(Task prompt)
Gather every line from the entries below that includes "matches".

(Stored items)
//! Transcript data model: call payloads, Enter/Exit entries, method
//! paths and the shared append-only log they accumulate in.

use serde::{Deserialize, Serialize};
use std::cell::RefCell;
use std::collections::{BTreeMap, HashMap};
use std::fmt;
use std::rc::Rc;
use std::str::FromStr;

use crate::error::Error;

/// Opaque call payload. The harness records and compares these without
/// inspecting their content; only the domain layer builds and parses
/// them.
#[derive(Debug, Clone, PartialEq, Serialize, Deserialize)]
pub enum Value {
    Unit,
    Bool(bool),
    Int(i64),
    Float(f64),
    Str(String),
    Seq(Vec<Value>),
}

/// Keyword arguments. Ordered so equality and serialization are
/// deterministic.
pub type Kwargs = BTreeMap<String, Value>;

impl From<bool> for Value {
    fn from(v: bool) -> Self {
        Value::Bool(v)
    }
}

impl From<i64> for Value {
    fn from(v: i64) -> Self {
        Value::Int(v)
    }
}

impl From<f64> for Value {
    fn from(v: f64) -> Self {
        Value::Float(v)
    }
}

impl From<&str> for Value {
    fn from(v: &str) -> Self {
        Value::Str(v.to_string())
    }
}

impl From<String> for Value {
    fn from(v: String) -> Self {
        Value::Str(v)
    }
}

impl From<Vec<Value>> for Value {
    fn from(v: Vec<Value>) -> Self {
        Value::Seq(v)
    }
}

impl fmt::Display for Value {
    fn fmt(&self, f: &mut fmt::Formatter<'_>) -> fmt::Result {
        match self {
            Value::Unit => write!(f, "()"),
            Value::Bool(b) => write!(f, "{}", b),
            Value::Int(i) => write!(f, "{}", i),
            Value::Float(x) => write!(f, "{}", x),
            Value::Str(s) => write!(f, "{:?}", s),
            Value::Seq(items) => {
                write!(f, "(")?;
                for (i, item) in items.iter().enumerate() {
                    if i > 0 {
                        write!(f, ", ")?;
                    }
                    write!(f, "{}", item)?;
                }
                write!(f, ")")
            }
        }
    }
}

/// A dotted method name, decomposed into its segments. Selects a
/// method on a [`crate::target::CallTarget`] and positions the
/// matching leaf in a proxy tree.
#[derive(Debug, Clone, PartialEq, Eq, Hash, PartialOrd, Ord, Serialize, Deserialize)]
pub struct MethodPath {
    segments: Vec<String>,
}

impl MethodPath {
    pub fn parse(name: &str) -> Result<Self, Error> {
        let segments: Vec<String> = name.split('.').map(str::to_string).collect();
        if segments.iter().any(|s| s.is_empty()) {
            return Err(Error::InvalidPath(name.to_string()));
        }
        Ok(MethodPath { segments })
    }

    pub fn segments(&self) -> &[String] {
        &self.segments
    }

    /// Final segment, the method name proper.
    pub fn leaf(&self) -> &str {
        // parse() rejects empty paths, so there is always a last segment
        self.segments.last().map(String::as_str).unwrap_or("")
    }

    pub fn dotted(&self) -> String {
        self.segments.join(".")
    }
}

impl FromStr for MethodPath {
    type Err = Error;

    fn from_str(s: &str) -> Result<Self, Self::Err> {
        MethodPath::parse(s)
    }
}

impl fmt::Display for MethodPath {
    fn fmt(&self, f: &mut fmt::Formatter<'_>) -> fmt::Result {
        write!(f, "{}", self.dotted())
    }
}

/// One recorded event: a call entering a wrapped method, or the method
/// returning. `key` names the wrapped root the call belongs to, `name`
/// is the dotted method path on that root.
#[derive(Debug, Clone, PartialEq, Serialize, Deserialize)]
pub enum LogEntry {
    Enter {
        key: String,
        name: String,
        args: Vec<Value>,
        kwargs: Kwargs,
    },
    Exit {
        key: String,
        name: String,
        result: Value,
    },
}

impl LogEntry {
    pub fn key(&self) -> &str {
        match self {
            LogEntry::Enter { key, .. } | LogEntry::Exit { key, .. } => key,
        }
    }

    pub fn name(&self) -> &str {
        match self {
            LogEntry::Enter { name, .. } | LogEntry::Exit { name, .. } => name,
        }
    }

    pub fn is_enter(&self) -> bool {
        matches!(self, LogEntry::Enter { .. })
    }

    pub fn is_exit(&self) -> bool {
        matches!(self, LogEntry::Exit { .. })
    }

    pub fn result(&self) -> Option<&Value> {
        match self {
            LogEntry::Enter { .. } => None,
            LogEntry::Exit { result, .. } => Some(result),
        }
    }
}

impl fmt::Display for LogEntry {
    fn fmt(&self, f: &mut fmt::Formatter<'_>) -> fmt::Result {
        match self {
            LogEntry::Enter {
                key,
                name,
                args,
                kwargs,
            } => {
                write!(f, "enter {} {}(", key, name)?;
                let mut first = true;
                for arg in args {
                    if !first {
                        write!(f, ", ")?;
                    }
                    write!(f, "{}", arg)?;
                    first = false;
                }
                for (k, v) in kwargs {
                    if !first {
                        write!(f, ", ")?;
                    }
                    write!(f, "{}={}", k, v)?;
                    first = false;
                }
                write!(f, ")")
            }
            LogEntry::Exit { key, name, result } => {
                write!(f, "exit  {} {} -> {}", key, name, result)
            }
        }
    }
}

/// Ordered, append-only call log, shared by reference between the
/// recording session and inspection code. Clones are handles to the
/// same underlying sequence. Deliberately not `Send`: recording is
/// single-threaded.
#[derive(Debug, Clone, Default)]
pub struct Transcript {
    entries: Rc<RefCell<Vec<LogEntry>>>,
}

impl Transcript {
    pub fn new() -> Self {
        Transcript::default()
    }

    pub fn from_entries(entries: Vec<LogEntry>) -> Self {
        Transcript {
            entries: Rc::new(RefCell::new(entries)),
        }
    }

    pub fn append(&self, entry: LogEntry) {
        self.entries.borrow_mut().push(entry);
    }

    pub fn len(&self) -> usize {
        self.entries.borrow().len()
    }

    pub fn is_empty(&self) -> bool {
        self.entries.borrow().is_empty()
    }

    pub fn entry(&self, index: usize) -> Option<LogEntry> {
        self.entries.borrow().get(index).cloned()
    }

    /// Copy of the entries as of now.
    pub fn snapshot(&self) -> Vec<LogEntry> {
        self.entries.borrow().clone()
    }
}

impl PartialEq for Transcript {
    fn eq(&self, other: &Self) -> bool {
        *self.entries.borrow() == *other.entries.borrow()
    }
}

pub const TRANSCRIPT_MAGIC: u32 = 0x4D43_5049; // "MCPI"

/// Trailer written after the entry frames in a transcript file.
#[derive(Debug, Serialize, Deserialize)]
pub struct TranscriptMetadata {
    pub magic: u32,
    pub version: u8,
    pub total_entries: u64,
    /// Number of Enter entries, i.e. recorded calls.
    pub call_count: u64,
    pub entries_per_key: HashMap<String, u64>,
}

impl TranscriptMetadata {
    pub fn new() -> Self {
        TranscriptMetadata {
            magic: TRANSCRIPT_MAGIC,
            version: 1,
            total_entries: 0,
            call_count: 0,
            entries_per_key: HashMap::new(),
        }
    }
}

impl Default for TranscriptMetadata {
    fn default() -> Self {
        Self::new()
    }
}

(Output)
        matches!(self, LogEntry::Enter { .. })
        matches!(self, LogEntry::Exit { .. })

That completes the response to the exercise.